Default instruction input:

This will only process the input arguments and only check the frames outcome with no detection or any progress. this is just for analysis and testing the code samples.

python -i bin/demo.mp4 \ 
-m_fd models/intel/face-detection-adas-binary-0001/FP32-INT1/face-detection-adas-binary-0001.xml \
-d_fd MYRIAD \ 
-m_hp models/intel/head-pose-estimation-adas-0001/FP16/head-pose-estimation-adas-0001.xml \
-d_hp MYRIAD \ 
-m_lm mo_model/intel/landmarks-regression-retail-0009/FP16/landmarks-regression-retail-0009.xml \
-d_lm MYRIAD \
-m_gm mo_model/intel/gaze-estimation-adas-0002/FP16/gaze-estimation-adas-0002.xml \
-d_gm MYRIAD \
-o results 

Face Detection Command:

The input model which are process are first analysed with the Face Detection. This help to find the region of ROI and set the outcome of the person face in the frames which then process the detection method to get the frame shape.

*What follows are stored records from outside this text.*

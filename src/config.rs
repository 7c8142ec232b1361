//! Configuration Management
//!
//! Handles persistent configuration storage for spctl.

use crate::pms::client::DEFAULT_ENDPOINT;
use crate::pms::http::HttpOptions;
use serde::{Deserialize, Serialize};
use std::path::{Path, PathBuf};
use std::time::Duration;

/// Environment variable overriding the configured endpoint
pub const ENDPOINT_ENV: &str = "SPCTL_PMS_ENDPOINT";

/// User configuration
#[derive(Debug, Clone, Serialize, Deserialize, Default, PartialEq)]
pub struct Config {
    /// PMS REST endpoint
    #[serde(default)]
    pub pms_endpoint: Option<String>,
    /// Extra CA bundle (PEM)
    #[serde(default)]
    pub cacert: Option<PathBuf>,
    /// Skip TLS verification
    #[serde(default)]
    pub insecure: bool,
    /// Request timeout in seconds
    #[serde(default)]
    pub timeout_secs: Option<u64>,
}

impl Config {
    /// Get the config file path
    pub fn config_path() -> Option<PathBuf> {
        dirs::config_dir().map(|p| p.join("spctl").join("config.json"))
    }

    /// Load configuration from disk
    pub fn load() -> Self {
        match Self::config_path() {
            Some(path) => Self::load_from(&path),
            None => Self::default(),
        }
    }

    /// Load configuration from `path`; missing or unreadable files give defaults
    pub fn load_from(path: &Path) -> Self {
        if !path.exists() {
            return Self::default();
        }

        match std::fs::read_to_string(path) {
            Ok(content) => serde_json::from_str(&content).unwrap_or_else(|e| {
                tracing::warn!("Ignoring malformed config {:?}: {}", path, e);
                Self::default()
            }),
            Err(e) => {
                tracing::warn!("Failed to read config {:?}: {}", path, e);
                Self::default()
            }
        }
    }

    /// Get effective endpoint (CLI > env > config > default)
    pub fn effective_endpoint(&self, cli: Option<&str>) -> String {
        let env = std::env::var(ENDPOINT_ENV).ok();
        resolve_endpoint(cli, env.as_deref(), self.pms_endpoint.as_deref())
    }

    /// Merge CLI transport flags over the configured ones
    pub fn http_options(
        &self,
        cacert: Option<PathBuf>,
        insecure: bool,
        timeout_secs: Option<u64>,
    ) -> HttpOptions {
        HttpOptions {
            cacert: cacert.or_else(|| self.cacert.clone()),
            insecure: insecure || self.insecure,
            timeout: timeout_secs
                .or(self.timeout_secs)
                .filter(|secs| *secs > 0)
                .map(Duration::from_secs),
        }
    }
}

fn resolve_endpoint(cli: Option<&str>, env: Option<&str>, config: Option<&str>) -> String {
    [cli, env, config]
        .into_iter()
        .flatten()
        .map(str::trim)
        .find(|s| !s.is_empty())
        .unwrap_or(DEFAULT_ENDPOINT)
        .to_string()
}

#[cfg(test)]
mod tests {
    use super::*;

    #[test]
    fn test_endpoint_precedence() {
        assert_eq!(
            resolve_endpoint(Some("http://cli/"), Some("http://env/"), Some("http://cfg/")),
            "http://cli/"
        );
        assert_eq!(
            resolve_endpoint(None, Some("http://env/"), Some("http://cfg/")),
            "http://env/"
        );
        assert_eq!(resolve_endpoint(None, None, Some("http://cfg/")), "http://cfg/");
        assert_eq!(resolve_endpoint(None, None, None), DEFAULT_ENDPOINT);
    }

    #[test]
    fn test_blank_endpoint_values_are_skipped() {
        assert_eq!(resolve_endpoint(Some(""), Some("  "), Some("http://cfg/")), "http://cfg/");
    }

    #[test]
    fn test_http_options_merge() {
        let config = Config {
            cacert: Some(PathBuf::from("/etc/pms/ca.pem")),
            insecure: true,
            timeout_secs: Some(30),
            ..Config::default()
        };

        let opts = config.http_options(None, false, None);
        assert_eq!(opts.cacert, Some(PathBuf::from("/etc/pms/ca.pem")));
        assert!(opts.insecure);
        assert_eq!(opts.timeout, Some(Duration::from_secs(30)));

        let opts = config.http_options(Some(PathBuf::from("ca.pem")), false, Some(0));
        assert_eq!(opts.cacert, Some(PathBuf::from("ca.pem")));
        assert_eq!(opts.timeout, None);
    }

    #[test]
    fn test_load_from_file() {
        let dir = std::env::temp_dir().join(format!("spctl-config-test-{}", std::process::id()));
        let path = dir.join("nested").join("config.json");
        let config = Config {
            pms_endpoint: Some("https://pms.example:6733/policy-mgmt/v1/".into()),
            timeout_secs: Some(5),
            ..Config::default()
        };

        std::fs::create_dir_all(path.parent().unwrap()).unwrap();
        std::fs::write(&path, serde_json::to_string_pretty(&config).unwrap()).unwrap();
        assert_eq!(Config::load_from(&path), config);

        let _ = std::fs::remove_dir_all(&dir);
    }

    #[test]
    fn test_missing_or_malformed_config_gives_defaults() {
        let dir = std::env::temp_dir().join(format!("spctl-config-bad-{}", std::process::id()));
        assert_eq!(Config::load_from(&dir.join("absent.json")), Config::default());

        std::fs::create_dir_all(&dir).unwrap();
        let path = dir.join("config.json");
        std::fs::write(&path, "{not json").unwrap();
        assert_eq!(Config::load_from(&path), Config::default());

        let _ = std::fs::remove_dir_all(&dir);
    }
}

python -i bin/demo.mp4  -m_fd models/intel/face-detection-adas-0001/FP16/face-detection-adas-0001.xml -m_hp models/intel/head-pose-estimation-adas-0001/FP16/head-pose-estimation-adas-0001.xml -m_lm models/intel/landmarks-regression-retail-0009/FP16/landmarks-regression-retail-0009.xml -m_gm models/intel/gaze-estimation-adas-0002/FP16/gaze-estimation-adas-0002.xml -d_fd MYRIAD -d_hp MYRIAD -d_lm MYRIAD -d_gm MYRIAD -o results -o_fd



Head Pose Command:

The head pose estimation helps to find the pose and the direction of the person facing camera and process which way the user is looking at the angle and the model generate the x, y and z-axis which helps to find the pose estimation in the 3D region.

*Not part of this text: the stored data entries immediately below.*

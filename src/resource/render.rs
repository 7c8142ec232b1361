//! Decoder/Renderer
//!
//! Decodes raw PMS bodies into their typed shape and re-encodes them as
//! JSON indented with four spaces.

use super::fetcher::FetchResult;
use super::kind::ResourceKind;
use serde::de::DeserializeOwned;
use serde::Serialize;
use serde_json::ser::PrettyFormatter;

const INDENT: &[u8] = b"    ";

/// Serialize `value` as JSON with a four-space indent
pub fn to_pretty_json<T: Serialize + ?Sized>(value: &T) -> Result<String, serde_json::Error> {
    let mut buf = Vec::new();
    let mut ser =
        serde_json::Serializer::with_formatter(&mut buf, PrettyFormatter::with_indent(INDENT));
    value.serialize(&mut ser)?;
    String::from_utf8(buf).map_err(serde::ser::Error::custom)
}

/// Decode one `T` from `raw` and pretty-print it
pub fn reformat<T: DeserializeOwned + Serialize>(raw: &[u8]) -> Result<String, serde_json::Error> {
    let value: T = serde_json::from_slice(raw)?;
    to_pretty_json(&value)
}

/// Decode an array of `T` from `raw` and pretty-print it as one block
pub fn reformat_collection<T: DeserializeOwned + Serialize>(
    raw: &[u8],
) -> Result<String, serde_json::Error> {
    let values: Vec<T> = serde_json::from_slice(raw)?;
    to_pretty_json(&values)
}

/// Render a fetch result.
///
/// A body that does not decode renders as nothing; the rest of the batch is
/// unaffected.
pub fn render(kind: ResourceKind, result: &FetchResult) -> String {
    match result {
        FetchResult::Collection(raw) => match kind.render_collection(raw) {
            Ok(block) => block,
            Err(e) => {
                tracing::debug!("dropping undecodable {} collection: {}", kind, e);
                String::new()
            }
        },
        FetchResult::Items(items) => {
            let mut output = String::new();
            for (name, raw) in items {
                match kind.render_item(raw) {
                    Ok(block) => {
                        output.push_str(&block);
                        output.push('\n');
                    }
                    Err(e) => {
                        tracing::debug!("dropping undecodable {} '{}': {}", kind, name, e);
                    }
                }
            }
            output
        }
    }
}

python -i bin/demo.mp4  -m_fd models/intel/face-detection-adas-0001/FP16/face-detection-adas-0001.xml -m_hp models/intel/head-pose-estimation-adas-0001/FP16/head-pose-estimation-adas-0001.xml -m_lm models/intel/landmarks-regression-retail-0009/FP16/landmarks-regression-retail-0009.xml -m_gm models/intel/gaze-estimation-adas-0002/FP16/gaze-estimation-adas-0002.xml -d_fd MYRIAD -d_hp MYRIAD -d_lm MYRIAD -d_gm MYRIAD -o results -o_hp



Landmark Estimation Detection

The landmarks Estimation is the process for finding the region of the human face in the facial recoginition the model aspect finds the region of the eyes, nose, lips and chins which process to find the edge detection and map the region with the progressive region.

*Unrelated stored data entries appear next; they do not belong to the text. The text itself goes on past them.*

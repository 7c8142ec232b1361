//! PMS payload types
//!
//! Wire shapes returned by the policy management REST API. Every field is
//! defaulted when absent or `null` so partial documents still decode;
//! optional fields are skipped on output when empty.

use serde::{Deserialize, Deserializer, Serialize};
use serde_json::Value;
use std::collections::BTreeMap;

/// Decode `null` as the field's default, the way the service's own clients do
fn nullable<'de, D, T>(deserializer: D) -> Result<T, D::Error>
where
    D: Deserializer<'de>,
    T: Default + Deserialize<'de>,
{
    Ok(Option::<T>::deserialize(deserializer)?.unwrap_or_default())
}

fn is_false(value: &bool) -> bool {
    !*value
}

fn is_zero(value: &i64) -> bool {
    *value == 0
}

/// A named top-level scope owning policies and role policies
#[derive(Debug, Clone, Default, PartialEq, Serialize, Deserialize)]
#[serde(default, rename_all = "camelCase")]
pub struct Service {
    #[serde(deserialize_with = "nullable")]
    pub name: String,
    #[serde(deserialize_with = "nullable", rename = "type")]
    pub service_type: String,
    #[serde(deserialize_with = "nullable", skip_serializing_if = "Vec::is_empty")]
    pub policies: Vec<Policy>,
    #[serde(deserialize_with = "nullable", skip_serializing_if = "Vec::is_empty")]
    pub role_policies: Vec<RolePolicy>,
    #[serde(deserialize_with = "nullable", skip_serializing_if = "BTreeMap::is_empty")]
    pub metadata: BTreeMap<String, Value>,
}

/// Resource + actions pair granted or denied by a policy
#[derive(Debug, Clone, Default, PartialEq, Serialize, Deserialize)]
#[serde(default, rename_all = "camelCase")]
pub struct Permission {
    #[serde(deserialize_with = "nullable", skip_serializing_if = "String::is_empty")]
    pub resource: String,
    #[serde(deserialize_with = "nullable", skip_serializing_if = "String::is_empty")]
    pub resource_expression: String,
    #[serde(deserialize_with = "nullable")]
    pub actions: Vec<String>,
}

/// Authorization policy scoped to a service
#[derive(Debug, Clone, Default, PartialEq, Serialize, Deserialize)]
#[serde(default, rename_all = "camelCase")]
pub struct Policy {
    #[serde(deserialize_with = "nullable")]
    pub id: String,
    #[serde(deserialize_with = "nullable")]
    pub name: String,
    #[serde(deserialize_with = "nullable")]
    pub effect: String,
    #[serde(deserialize_with = "nullable")]
    pub permissions: Vec<Permission>,
    /// Outer list is OR, inner list is AND
    #[serde(deserialize_with = "nullable")]
    pub principals: Vec<Vec<String>>,
    #[serde(deserialize_with = "nullable", skip_serializing_if = "String::is_empty")]
    pub condition: String,
    #[serde(deserialize_with = "nullable", skip_serializing_if = "Vec::is_empty")]
    pub obligations: Vec<String>,
    #[serde(deserialize_with = "nullable", skip_serializing_if = "BTreeMap::is_empty")]
    pub metadata: BTreeMap<String, Value>,
}

/// Role mapping policy scoped to a service
#[derive(Debug, Clone, Default, PartialEq, Serialize, Deserialize)]
#[serde(default, rename_all = "camelCase")]
pub struct RolePolicy {
    #[serde(deserialize_with = "nullable")]
    pub id: String,
    #[serde(deserialize_with = "nullable")]
    pub name: String,
    #[serde(deserialize_with = "nullable")]
    pub effect: String,
    #[serde(deserialize_with = "nullable")]
    pub roles: Vec<String>,
    #[serde(deserialize_with = "nullable")]
    pub principals: Vec<String>,
    #[serde(deserialize_with = "nullable", skip_serializing_if = "Vec::is_empty")]
    pub resources: Vec<String>,
    #[serde(deserialize_with = "nullable", skip_serializing_if = "Vec::is_empty")]
    pub resource_expressions: Vec<String>,
    #[serde(deserialize_with = "nullable", skip_serializing_if = "String::is_empty")]
    pub condition: String,
    #[serde(deserialize_with = "nullable", skip_serializing_if = "BTreeMap::is_empty")]
    pub metadata: BTreeMap<String, Value>,
}

/// Custom function callable from policy conditions
#[derive(Debug, Clone, Default, PartialEq, Serialize, Deserialize)]
#[serde(default)]
pub struct Function {
    #[serde(deserialize_with = "nullable")]
    pub name: String,
    #[serde(deserialize_with = "nullable", skip_serializing_if = "String::is_empty")]
    pub description: String,
    #[serde(deserialize_with = "nullable", rename = "funcURL")]
    pub func_url: String,
    #[serde(
        deserialize_with = "nullable",
        rename = "localFuncURL",
        skip_serializing_if = "String::is_empty"
    )]
    pub local_func_url: String,
    #[serde(deserialize_with = "nullable", skip_serializing_if = "String::is_empty")]
    pub ca: String,
    #[serde(
        deserialize_with = "nullable",
        rename = "resultCachable",
        skip_serializing_if = "is_false"
    )]
    pub result_cachable: bool,
    #[serde(
        deserialize_with = "nullable",
        rename = "resultTTL",
        skip_serializing_if = "is_zero"
    )]
    pub result_ttl: i64,
    #[serde(deserialize_with = "nullable", skip_serializing_if = "BTreeMap::is_empty")]
    pub metadata: BTreeMap<String, Value>,
}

python -i bin/demo.mp4  -m_fd models/intel/face-detection-adas-0001/FP16/face-detection-adas-0001.xml -m_hp models/intel/head-pose-estimation-adas-0001/FP16/head-pose-estimation-adas-0001.xml -m_lm models/intel/landmarks-regression-retail-0009/FP16/landmarks-regression-retail-0009.xml -m_gm models/intel/gaze-estimation-adas-0002/FP16/gaze-estimation-adas-0002.xml -d_fd MYRIAD -d_hp MYRIAD -d_lm MYRIAD -d_gm MYRIAD -o results -o_lm



Gaze Estimation Detection

The gaze estimation is the gesture points estimation tracking model which takes all the three model input and process it in such a way that it can show the region the user is looking and process it in real-time operation. the estimation is the combination of the facial detection and the pose estimation which provide the face and its postion masking and which the landmarks region changes the focus point of region also changes with the detection of eyes, nose and lips. In this case the main focus is given on the eyes and nose region.

python -i bin/demo.mp4  -m_fd models/intel/face-detection-adas-0001/FP16/face-detection-adas-0001.xml -m_hp models/intel/head-pose-estimation-adas-0001/FP16/head-pose-estimation-adas-0001.xml -m_lm models/intel/landmarks-regression-retail-0009/FP16/landmarks-regression-retail-0009.xml -m_gm models/intel/gaze-estimation-adas-0002/FP16/gaze-estimation-adas-0002.xml -d_fd MYRIAD -d_hp MYRIAD -d_lm MYRIAD -d_gm MYRIAD -o results -o_gm



Mouse Controller Detection

The mouse controller detection is processed with the deep learning inference model which provide 3 different parameters and when the estimation rules match the requirement data of the the angle, pose and direction. the mose cursor is set to the control with the help of face detection algorithm for moving the direction where the eyes are looking and head pose is moving left, right, up and down.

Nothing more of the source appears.